__ASSIGNMENT__
Repeat exactly, and only, the lines of the entries below from the one with "release: ./down.sh" through the one with "- id: compile", both ends included.

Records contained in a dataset
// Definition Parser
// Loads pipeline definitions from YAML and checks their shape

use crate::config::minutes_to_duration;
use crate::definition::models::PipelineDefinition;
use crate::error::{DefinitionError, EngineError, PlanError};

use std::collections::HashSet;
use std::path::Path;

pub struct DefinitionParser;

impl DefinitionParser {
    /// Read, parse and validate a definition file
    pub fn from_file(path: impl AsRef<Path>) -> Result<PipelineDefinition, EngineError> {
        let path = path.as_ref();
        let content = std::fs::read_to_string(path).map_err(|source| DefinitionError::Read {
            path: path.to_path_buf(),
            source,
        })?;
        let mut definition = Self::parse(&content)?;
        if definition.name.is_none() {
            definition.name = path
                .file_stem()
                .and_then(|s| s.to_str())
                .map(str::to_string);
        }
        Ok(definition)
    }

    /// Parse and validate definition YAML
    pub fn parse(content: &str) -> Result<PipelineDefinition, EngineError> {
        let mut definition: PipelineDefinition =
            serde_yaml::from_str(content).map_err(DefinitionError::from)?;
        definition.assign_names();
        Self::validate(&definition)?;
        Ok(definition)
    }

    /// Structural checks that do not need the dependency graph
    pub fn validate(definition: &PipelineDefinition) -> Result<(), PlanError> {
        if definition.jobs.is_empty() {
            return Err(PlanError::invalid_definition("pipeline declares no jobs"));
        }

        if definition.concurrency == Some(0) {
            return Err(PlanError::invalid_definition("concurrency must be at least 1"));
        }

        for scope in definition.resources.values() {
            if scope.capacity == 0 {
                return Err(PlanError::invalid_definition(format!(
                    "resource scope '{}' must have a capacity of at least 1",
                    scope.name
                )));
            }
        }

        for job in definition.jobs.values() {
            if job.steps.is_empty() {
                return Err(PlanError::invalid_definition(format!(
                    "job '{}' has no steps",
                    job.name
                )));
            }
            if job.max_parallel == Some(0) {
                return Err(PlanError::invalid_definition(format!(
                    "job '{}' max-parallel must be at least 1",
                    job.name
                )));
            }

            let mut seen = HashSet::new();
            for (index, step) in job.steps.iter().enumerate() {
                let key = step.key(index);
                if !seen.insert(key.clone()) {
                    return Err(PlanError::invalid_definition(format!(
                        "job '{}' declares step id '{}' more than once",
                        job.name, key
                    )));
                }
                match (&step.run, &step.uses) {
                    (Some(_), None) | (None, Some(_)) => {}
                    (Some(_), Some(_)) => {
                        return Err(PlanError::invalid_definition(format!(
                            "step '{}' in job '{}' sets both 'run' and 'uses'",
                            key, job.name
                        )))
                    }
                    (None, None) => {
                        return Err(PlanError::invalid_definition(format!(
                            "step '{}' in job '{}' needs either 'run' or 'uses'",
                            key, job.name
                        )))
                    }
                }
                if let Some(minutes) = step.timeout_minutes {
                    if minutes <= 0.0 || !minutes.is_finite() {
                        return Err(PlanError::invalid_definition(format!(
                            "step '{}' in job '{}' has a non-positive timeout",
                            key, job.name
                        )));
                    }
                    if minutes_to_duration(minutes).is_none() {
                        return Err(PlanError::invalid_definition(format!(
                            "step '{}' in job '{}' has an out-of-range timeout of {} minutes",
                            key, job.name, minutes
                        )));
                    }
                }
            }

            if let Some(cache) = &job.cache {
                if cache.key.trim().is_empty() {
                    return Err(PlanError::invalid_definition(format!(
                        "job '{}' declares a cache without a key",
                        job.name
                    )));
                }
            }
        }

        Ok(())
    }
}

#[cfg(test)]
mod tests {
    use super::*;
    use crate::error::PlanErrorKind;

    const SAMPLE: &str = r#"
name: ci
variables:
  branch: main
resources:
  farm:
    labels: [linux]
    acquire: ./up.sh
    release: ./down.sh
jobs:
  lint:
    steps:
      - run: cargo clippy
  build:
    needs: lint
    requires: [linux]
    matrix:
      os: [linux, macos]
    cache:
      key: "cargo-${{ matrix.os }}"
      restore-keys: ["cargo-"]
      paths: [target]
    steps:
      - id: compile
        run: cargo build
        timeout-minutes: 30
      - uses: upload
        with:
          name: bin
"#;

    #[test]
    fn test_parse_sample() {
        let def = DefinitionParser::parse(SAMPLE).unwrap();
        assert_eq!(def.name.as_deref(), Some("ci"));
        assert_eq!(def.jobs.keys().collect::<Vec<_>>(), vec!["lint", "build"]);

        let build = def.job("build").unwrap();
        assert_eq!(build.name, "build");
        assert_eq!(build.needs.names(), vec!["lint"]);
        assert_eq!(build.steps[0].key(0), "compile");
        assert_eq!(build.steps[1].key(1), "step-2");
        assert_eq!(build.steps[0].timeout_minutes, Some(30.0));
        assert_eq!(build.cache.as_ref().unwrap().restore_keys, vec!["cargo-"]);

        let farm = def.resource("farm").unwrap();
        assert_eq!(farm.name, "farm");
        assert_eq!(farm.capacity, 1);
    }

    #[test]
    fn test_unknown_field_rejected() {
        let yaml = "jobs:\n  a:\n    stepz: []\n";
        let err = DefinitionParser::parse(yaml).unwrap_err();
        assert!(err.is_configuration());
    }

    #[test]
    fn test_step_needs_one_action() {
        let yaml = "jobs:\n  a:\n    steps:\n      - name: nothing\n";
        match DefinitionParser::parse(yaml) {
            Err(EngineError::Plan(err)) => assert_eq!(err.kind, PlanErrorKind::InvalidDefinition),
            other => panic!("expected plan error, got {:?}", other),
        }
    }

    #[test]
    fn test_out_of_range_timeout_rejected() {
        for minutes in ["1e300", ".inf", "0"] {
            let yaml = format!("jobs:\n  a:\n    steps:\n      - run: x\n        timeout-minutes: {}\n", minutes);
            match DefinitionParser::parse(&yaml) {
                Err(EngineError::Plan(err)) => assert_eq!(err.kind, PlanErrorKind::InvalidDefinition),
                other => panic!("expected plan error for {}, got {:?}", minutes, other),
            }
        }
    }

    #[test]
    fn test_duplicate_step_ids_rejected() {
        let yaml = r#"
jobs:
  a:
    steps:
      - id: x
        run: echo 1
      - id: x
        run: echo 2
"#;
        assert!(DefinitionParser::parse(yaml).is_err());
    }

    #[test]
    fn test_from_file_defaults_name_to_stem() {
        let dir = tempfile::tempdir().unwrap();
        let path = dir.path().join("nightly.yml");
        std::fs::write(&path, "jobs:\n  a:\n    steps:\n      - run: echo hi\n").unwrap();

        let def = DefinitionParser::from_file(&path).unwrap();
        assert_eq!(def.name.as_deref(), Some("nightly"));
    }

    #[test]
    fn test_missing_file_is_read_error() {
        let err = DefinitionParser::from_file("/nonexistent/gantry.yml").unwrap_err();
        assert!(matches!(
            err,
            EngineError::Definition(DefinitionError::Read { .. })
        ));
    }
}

...

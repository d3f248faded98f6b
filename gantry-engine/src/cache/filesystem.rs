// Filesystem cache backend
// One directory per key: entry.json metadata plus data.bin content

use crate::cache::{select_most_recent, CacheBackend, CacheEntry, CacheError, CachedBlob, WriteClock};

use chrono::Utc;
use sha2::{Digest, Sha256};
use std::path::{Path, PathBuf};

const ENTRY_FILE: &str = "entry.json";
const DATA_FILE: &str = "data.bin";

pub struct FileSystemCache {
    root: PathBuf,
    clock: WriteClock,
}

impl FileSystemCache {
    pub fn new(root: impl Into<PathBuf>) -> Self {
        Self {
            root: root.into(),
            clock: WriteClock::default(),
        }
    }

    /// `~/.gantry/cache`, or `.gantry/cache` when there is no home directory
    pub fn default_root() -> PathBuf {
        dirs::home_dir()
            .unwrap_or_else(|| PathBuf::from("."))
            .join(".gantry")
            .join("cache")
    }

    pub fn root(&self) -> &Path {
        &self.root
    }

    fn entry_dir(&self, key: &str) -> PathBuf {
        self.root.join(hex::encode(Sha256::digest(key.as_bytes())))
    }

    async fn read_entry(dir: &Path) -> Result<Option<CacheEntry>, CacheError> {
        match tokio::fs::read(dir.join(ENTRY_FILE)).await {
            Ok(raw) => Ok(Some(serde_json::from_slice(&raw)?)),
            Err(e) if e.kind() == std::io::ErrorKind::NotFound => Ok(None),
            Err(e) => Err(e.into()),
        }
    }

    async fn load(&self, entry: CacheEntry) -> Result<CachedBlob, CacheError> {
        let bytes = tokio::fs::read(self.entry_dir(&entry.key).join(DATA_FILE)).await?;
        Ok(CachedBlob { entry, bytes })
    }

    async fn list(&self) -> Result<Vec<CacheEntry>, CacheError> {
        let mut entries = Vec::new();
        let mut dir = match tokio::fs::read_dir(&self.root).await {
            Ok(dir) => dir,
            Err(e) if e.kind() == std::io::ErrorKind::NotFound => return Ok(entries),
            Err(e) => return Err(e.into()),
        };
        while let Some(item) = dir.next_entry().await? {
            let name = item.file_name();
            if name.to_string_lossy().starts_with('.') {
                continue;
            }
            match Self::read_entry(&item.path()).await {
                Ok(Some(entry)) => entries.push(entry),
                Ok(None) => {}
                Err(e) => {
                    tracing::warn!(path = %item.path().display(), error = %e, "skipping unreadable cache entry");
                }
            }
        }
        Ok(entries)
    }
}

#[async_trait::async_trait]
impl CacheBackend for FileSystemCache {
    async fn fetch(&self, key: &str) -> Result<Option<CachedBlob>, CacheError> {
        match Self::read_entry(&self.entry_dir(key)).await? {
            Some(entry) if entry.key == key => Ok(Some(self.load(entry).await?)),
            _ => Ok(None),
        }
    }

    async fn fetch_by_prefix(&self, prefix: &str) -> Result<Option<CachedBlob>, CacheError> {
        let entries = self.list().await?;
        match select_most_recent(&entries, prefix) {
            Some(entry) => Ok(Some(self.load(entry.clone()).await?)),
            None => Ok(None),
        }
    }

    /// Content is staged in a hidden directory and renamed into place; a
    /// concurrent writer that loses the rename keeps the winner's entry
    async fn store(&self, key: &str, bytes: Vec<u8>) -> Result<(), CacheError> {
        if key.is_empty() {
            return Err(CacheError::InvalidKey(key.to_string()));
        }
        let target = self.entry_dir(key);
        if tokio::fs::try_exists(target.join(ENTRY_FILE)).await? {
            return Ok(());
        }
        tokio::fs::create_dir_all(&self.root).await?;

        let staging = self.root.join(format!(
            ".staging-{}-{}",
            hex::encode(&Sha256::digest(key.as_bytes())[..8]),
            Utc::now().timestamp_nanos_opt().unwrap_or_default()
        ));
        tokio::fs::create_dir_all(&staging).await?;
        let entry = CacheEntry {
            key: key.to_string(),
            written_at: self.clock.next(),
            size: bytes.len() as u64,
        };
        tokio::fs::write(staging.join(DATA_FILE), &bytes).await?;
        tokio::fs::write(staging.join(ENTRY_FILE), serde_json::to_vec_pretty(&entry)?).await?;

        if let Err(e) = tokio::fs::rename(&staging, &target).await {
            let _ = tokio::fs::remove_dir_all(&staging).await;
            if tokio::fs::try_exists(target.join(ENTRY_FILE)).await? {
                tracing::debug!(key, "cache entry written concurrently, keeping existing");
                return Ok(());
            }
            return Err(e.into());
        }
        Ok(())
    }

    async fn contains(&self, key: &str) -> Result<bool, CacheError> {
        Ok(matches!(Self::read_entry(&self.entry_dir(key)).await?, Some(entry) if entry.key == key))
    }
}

__TASK RESULT__
    release: ./down.sh
jobs:
  lint:
    steps:
      - run: cargo clippy
  build:
    needs: lint
    requires: [linux]
    matrix:
      os: [linux, macos]
    cache:
      key: "cargo-${{ matrix.os }}"
      restore-keys: ["cargo-"]
      paths: [target]
    steps:
      - id: compile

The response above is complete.